Grabar (then Hrabrov) attended high school in Yegoryevsk, where his father taught foreign languages. The stream of magazine publications that followed the 1881 murder of Alexander II of Russia gave him the first impetus to draw. In 1882, the Hrabars (Hrabrovs) relocated to Kiev, closer to the continuing trial of their mother and grandfather; later in the same year, Emmanuil Hrabar accepted an appointment to Izmail. He sent Igor to Mikhail Katkov's boarding school in Moscow; the schoolmaster waived tuition fees for a fellow slavophile. Igor Grabar, interested in drawing, soon made contacts with the students of the Moscow School of Painting, Sculpture and Architecture and already established artists - Abram Arkhipov, Vasily Polenov and the Schukins, wealthy patrons of art. Strapped for cash, he painted portraits of fellow students for a fee.
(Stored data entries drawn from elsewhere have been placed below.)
//! TOML configuration file loading
//!
//! Supports `~/.config/voice-tutor/config.toml` as a persistent config source.
//! All fields are optional; the file is a partial overlay on top of defaults.

use std::path::{Path, PathBuf};

use serde::Deserialize;

use crate::metrics::ScoringParams;

/// Top-level TOML configuration file schema
#[derive(Debug, Default, Deserialize)]
pub struct TutorConfigFile {
    /// Learner settings
    #[serde(default)]
    pub tutor: TutorFileConfig,

    /// Remote endpoints
    #[serde(default)]
    pub service: ServiceFileConfig,

    /// Reply playback
    #[serde(default)]
    pub playback: PlaybackFileConfig,

    /// Pronunciation history
    #[serde(default)]
    pub history: HistoryFileConfig,

    /// Human review
    #[serde(default)]
    pub escalation: EscalationFileConfig,

    /// Scoring heuristics; omitted keys keep their defaults
    #[serde(default)]
    pub scoring: Option<ScoringParams>,
}

/// Learner settings
#[derive(Debug, Default, Deserialize)]
pub struct TutorFileConfig {
    /// CEFR level (e.g. "B1")
    pub level: Option<String>,

    /// "hybrid" or "immersive"
    pub practice_mode: Option<String>,

    /// Opening assistant message shown before the first turn
    pub greeting: Option<String>,
}

/// Remote endpoints
#[derive(Debug, Default, Deserialize)]
pub struct ServiceFileConfig {
    /// Base URL of the metrics and escalation API
    pub api_url: Option<String>,

    /// Base URL of the transcription and reply service
    pub inference_url: Option<String>,

    /// Seconds without a snapshot before the turn times out
    pub stream_timeout_sec: Option<u64>,

    /// Transcription attempts, including the first
    pub retry_limit: Option<u32>,

    /// Base backoff between transcription attempts
    pub retry_backoff_ms: Option<u64>,
}

/// Playback configuration
#[derive(Debug, Default, Deserialize)]
pub struct PlaybackFileConfig {
    /// Delay between decode and playback start
    pub settle_ms: Option<u64>,
}

/// History configuration
#[derive(Debug, Default, Deserialize)]
pub struct HistoryFileConfig {
    /// Retained entries
    pub capacity: Option<usize>,

    /// JSON file holding the history
    pub path: Option<String>,
}

/// Escalation configuration
#[derive(Debug, Default, Deserialize)]
pub struct EscalationFileConfig {
    pub enabled: Option<bool>,
}

/// Load the TOML config file from the standard path
///
/// Returns `TutorConfigFile::default()` if the file doesn't exist or can't be parsed.
pub fn load_config_file() -> TutorConfigFile {
    let Some(path) = config_file_path() else {
        return TutorConfigFile::default();
    };

    if !path.exists() {
        return TutorConfigFile::default();
    }

    load_from(&path)
}

/// Load a config file from an explicit path, falling back to defaults on error
pub fn load_from(path: &Path) -> TutorConfigFile {
    match std::fs::read_to_string(path) {
        Ok(content) => match toml::from_str(&content) {
            Ok(config) => {
                tracing::info!(path = %path.display(), "loaded config file");
                config
            }
            Err(e) => {
                tracing::warn!(
                    path = %path.display(),
                    error = %e,
                    "failed to parse config file, using defaults"
                );
                TutorConfigFile::default()
            }
        },
        Err(e) => {
            tracing::warn!(
                path = %path.display(),
                error = %e,
                "failed to read config file"
            );
            TutorConfigFile::default()
        }
    }
}

/// Return the config file path: `~/.config/voice-tutor/config.toml`
pub fn config_file_path() -> Option<PathBuf> {
    directories::BaseDirs::new().map(|d| d.config_dir().join("voice-tutor").join("config.toml"))
}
In 1889, Grabar was admitted to the Law Department of the Saint Petersburg University; he made a living by selling short stories to magazines and soon became the editor of Shut, "the weakest of humour magazines" that nevertheless paid well. His illustrations to books by Nikolay Gogol, signed Igor Hrabrov, inspired the young Aleksandr Gerasimov (born 1881), but Grabar generally stayed aside from drawing. He later complained that tabloid bohemianism completely overwhelmed him. In his second year at the university, Grabar moved up to the respectable Niva magazine. He selected graphics for Niva and wrote essays on contemporary painters but did not yet have enough influence to change its policies. Law-department classes were uninspiring and Grabar spent more time attending history lectures and Pavel Chistyakov's school of painting, but he still managed to graduate in law, without delay, in April 1893.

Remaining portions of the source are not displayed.